In 1972 Verder began his associated professorship at Copenhagen University where he went on to become a Professor of Paediatrics and Neonatology. In 1989, at Holbaek Hospital, Verder was the first physician to successfully combine nasal CPAP and surfactant to treat an infant with severe RDS (28 weeks). This unique method was later named INSURE by Mats Blennow et al. The full method was first published in 1992 along with the first documentation of infants treated with surfactant via a small diameter tube. Egbert Herting has since described this method as 'Less Invasive Surfactant Administration (LISA)'. In addition surfactant administration via a laryngeal mask was described for the first time in 1992. The introduction of CPAP in the treatment of RDS more than halved the mortality rate of RDS – reducing mortality from an estimated 50% to 20%. CPAP, when combined with the use of surfactant (INSURE), halved the mortality rate once again, lowering it to approximately 10%. Early treatment of premature infants with RDS using the nasal CPAP and surfactant (INSURE) method is today considered the Global Gold standard of care.

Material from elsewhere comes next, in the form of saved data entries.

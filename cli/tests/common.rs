//! # cfnkit CLI Integration Test Common Helpers
//!
//! File: cli/tests/common.rs
//!
//! ## Overview
//!
//! Shared helpers for the integration tests in `cli/tests/`. Each test file
//! declares `mod common;` and builds its commands through `cfnkit_cmd()`.
//!

// Different test files use different helpers.
#![allow(dead_code)]

pub use assert_cmd::Command;
use std::fs;
use std::path::{Path, PathBuf};

/// Creates an `assert_cmd::Command` for the compiled `cfnkit` binary.
///
/// The command runs inside `workdir` with `CFNKIT_CONFIG` pointing at an empty
/// file there, so a project `.cfnkit.toml` elsewhere on the machine cannot
/// leak into the test.
pub fn cfnkit_cmd(workdir: &Path) -> Command {
    let config = workdir.join("cfnkit-test.toml");
    if !config.exists() {
        fs::write(&config, "").expect("Failed to write empty test config");
    }
    let mut cmd = Command::cargo_bin("cfnkit").expect("Failed to find cfnkit binary for testing");
    cmd.current_dir(workdir).env("CFNKIT_CONFIG", config);
    cmd
}

/// Writes `content` to `workdir/name` and returns the path.
pub fn write_file(workdir: &Path, name: &str, content: &str) -> PathBuf {
    let path = workdir.join(name);
    fs::write(&path, content).expect("Failed to write test file");
    path
}

pub const QUEUE_TEMPLATE: &str = r#"{
  "Resources": {
    "MyQueue": { "Type": "AWS::SQS::Queue", "Properties": { "QueueName": "jobs" } },
    "Role": { "Type": "AWS::IAM::Role", "Properties": {} }
  },
  "Outputs": { "QueueUrl": { "Value": { "Ref": "MyQueue" } } }
}"#;

pub const BUCKET_TEMPLATE: &str = r#"{
  "Resources": {
    "Site": { "Type": "AWS::S3::Bucket", "Properties": {} },
    "Handler": { "Type": "AWS::Lambda::Function", "Properties": { "Runtime": "provided.al2" } }
  },
  "Mappings": { "Stages": { "dev": { "Memory": 128 } } }
}"#;
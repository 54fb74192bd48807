//! # cfnkit Discover Command
//!
//! File: cli/src/commands/discover.rs
//!
//! ## Overview
//!
//! Implements `cfnkit discover`, which prints the discovery document for one
//! resource of a template. A logical name the template does not declare is not
//! an error: nothing is printed and the command succeeds.
//!
//! Attribute lists come from the built-in table plus any
//! `[discovery.attributes]` entries in the configuration.
//!
use super::load_template;
use crate::core::config;
use crate::core::error::Result;
use anyhow::Context;
use cfnkit::render_discovery_with;
use clap::Parser;
use std::io::Write;
use std::path::PathBuf;
use tracing::info;

/// Arguments for `cfnkit discover`.
#[derive(Parser, Debug)]
pub struct DiscoverArgs {
    /// Template declaring the resource.
    template: PathBuf,
    /// Logical name of the resource to describe.
    logical_name: String,
}

pub fn handle_discover(args: DiscoverArgs) -> Result<()> {
    let cfg = config::load_config().context("Failed to load cfnkit configuration")?;
    let template = load_template(&args.template)?;
    let resolver = cfg.output_resolver();

    let document = render_discovery_with(&resolver, &template, &args.logical_name)
        .with_context(|| format!("Failed to render discovery for '{}'", args.logical_name))?;

    match document {
        Some(bytes) => {
            let mut stdout = std::io::stdout().lock();
            stdout
                .write_all(&bytes)
                .context("Failed to write discovery document")?;
            stdout.flush()?;
        }
        None => info!(
            "'{}' is not declared in {}; nothing to discover.",
            args.logical_name,
            args.template.display()
        ),
    }
    Ok(())
}
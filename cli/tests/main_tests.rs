//! # cfnkit CLI Main Integration Tests
//!
//! File: cli/tests/main_tests.rs
//!
//! ## Overview
//!
//! Top-level behavior of the `cfnkit` binary: `--help`, `--version`, and
//! argument errors.
//!

mod common;
use common::*;
use predicates::prelude::*;
use tempfile::tempdir;

#[test]
fn test_main_help_flag() {
    let dir = tempdir().unwrap();
    cfnkit_cmd(dir.path())
        .arg("--help")
        .assert()
        .success()
        .stdout(predicate::str::contains("merge").and(predicate::str::contains("discover")));
}

#[test]
fn test_main_version_flag() {
    let dir = tempdir().unwrap();
    cfnkit_cmd(dir.path())
        .arg("--version")
        .assert()
        .success()
        .stdout(predicate::str::contains(env!("CARGO_PKG_VERSION")));
}

#[test]
fn test_missing_subcommand_fails() {
    let dir = tempdir().unwrap();
    cfnkit_cmd(dir.path()).assert().failure();
}

#[test]
fn test_invalid_config_reported() {
    let dir = tempdir().unwrap();
    let template = write_file(dir.path(), "queue.json", QUEUE_TEMPLATE);
    let bad_config = write_file(
        dir.path(),
        "bad.toml",
        "[discovery.attributes]\n\"Lambda\" = [\"Arn\"]\n",
    );

    cfnkit_cmd(dir.path())
        .env("CFNKIT_CONFIG", &bad_config)
        .arg("outputs")
        .arg(&template)
        .assert()
        .failure()
        .stderr(predicate::str::contains("Invalid resource type"));
}
//! # cfnkit Filesystem I/O Operations
//!
//! File: cli/src/common/fs/io.rs
//!
//! ## Overview
//!
//! Thin wrappers around `std::fs` that attach the offending path to every
//! error, used by the commands to read template files and write results:
//!
//! - **`ensure_dir_exists`**: creates a directory (and parents) if missing, and
//!   fails if the path exists but is not a directory.
//! - **`read_file_to_string`**: reads a whole file with path context on failure.
//! - **`write_string_to_file`**: writes a file, creating its parent directory first.
//!
use crate::core::error::{CliError, Result}; // CLI error type and anyhow-based Result
use anyhow::Context; // For adding context to errors
use std::fs; // Standard filesystem module
use std::path::Path; // Filesystem path type
use tracing::{debug, info}; // Logging utilities

/// Ensures that a directory exists at the specified path.
///
/// Missing parents are created as well (like `mkdir -p`). A path that exists
/// but is a file is an error rather than being replaced.
///
/// # Arguments
///
/// * `path` - The directory that must exist afterwards.
///
/// # Returns
///
/// * `Result<()>` - `Ok(())` if the directory already existed or was created.
///
/// # Errors
///
/// Returns an `Err` if:
/// - The path exists but is not a directory.
/// - Creating the directory fails (e.g., due to permissions).
pub fn ensure_dir_exists(path: &Path) -> Result<()> {
    if !path.exists() {
        fs::create_dir_all(path)
            .with_context(|| format!("Failed to create directory {:?}", path))?;
        info!("Created directory: {:?}", path);
    } else if !path.is_dir() {
        anyhow::bail!(CliError::FileSystem(format!(
            "Path exists but is not a directory: {:?}",
            path
        )));
    } else {
        debug!("Directory already exists: {:?}", path);
    }
    Ok(())
}

/// Reads the entire content of a file into a string.
///
/// # Arguments
///
/// * `path` - The file to read, typically a template passed on the command line.
///
/// # Returns
///
/// * `Result<String>` - The file content as UTF-8 text.
///
/// # Errors
///
/// Returns an `Err` naming `path` if the file does not exist, cannot be read,
/// or is not valid UTF-8.
pub fn read_file_to_string(path: &Path) -> Result<String> {
    fs::read_to_string(path).with_context(|| format!("Failed to read file {:?}", path))
}

/// Writes string content to a specified file path, overwriting if it exists.
///
/// The parent directory is created first when missing, so `cfnkit merge -o
/// build/stack.json` works in a clean checkout. A bare file name (empty
/// parent) writes into the current directory.
///
/// # Arguments
///
/// * `path` - The destination file.
/// * `content` - The text to write.
///
/// # Errors
///
/// Returns an `Err` if the parent directory cannot be created (see
/// `ensure_dir_exists`) or the file cannot be written.
pub fn write_string_to_file(path: &Path, content: &str) -> Result<()> {
    if let Some(parent) = path.parent().filter(|p| !p.as_os_str().is_empty()) {
        ensure_dir_exists(parent)?;
    }
    fs::write(path, content).with_context(|| format!("Failed to write to file {:?}", path))?;
    info!("Wrote content to file: {:?}", path);
    Ok(())
}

Alongside his clinical achievements, Verder has also been actively involved in improving childcare and in 1975 he took the position of consultant for "Glostrup Observation Home" an institution for observation and treatment of neglected infants and toddlers. In 1998 Verder began working with Professor Bo Sun at Fudan University, Shanghai, to improve neonatal care across China. As a part of this initiative he has visited more than 50 hospitals across 25 provinces and given lectures on the prevention and treatment of RDS, nutrition of pre-term and newborn infants and mother child attachment. Alongside his contributions to Copenhagen University and his work in China, Verder also took the position of Co-chairman at Save the Children Denmark from 1990 to 1993. In this position, together with secretary-general Kristian Sørensen and lawyer Hanne Jensbo from Save the Children Denmark, he spearheaded the opening of Romanian orphanages after the fall of Ceaucescu in 1989. Verder was also involved in several initiatives, which supported the Romanian healthcare system. In 2011 Verder became a member of the steering committee of "The Family Center" directed by Dr. May Olofsson, Hvidovre University Hospital, Copenhagen. An organisation that treats infants and mothers suffering from sequelae, caused by alcohol and drug addiction during pregnancy.

==The INSURE Method==

Verder is the inventor and pioneer of the INSURE method, a very effective approach to managing preterm neonates with respiratory distress. The method itself has been shown to successfully decrease the use of mechanical ventilation and lower the incidence of bronchopulmonary dysplasia (BPD). The first randomised study on the INSURE method was published in 1994 and a second randomised study in infants less than 30 weeks gestation was published by the group in 1999. In the last 15 years Verder has worked with lung maturity diagnostics on gastric aspirates obtained at birth. By combining this diagnostic method with INSURE, Verder has worked to further improve the clinical outcome of RDS. The lung maturity tests used have been the microbubble test, lamellar body counts (LBC) and measurements of lecithin-sphingomyelin ratio (L/S) with chemometrics, involving a collaboration with Agnar Höskuldsson.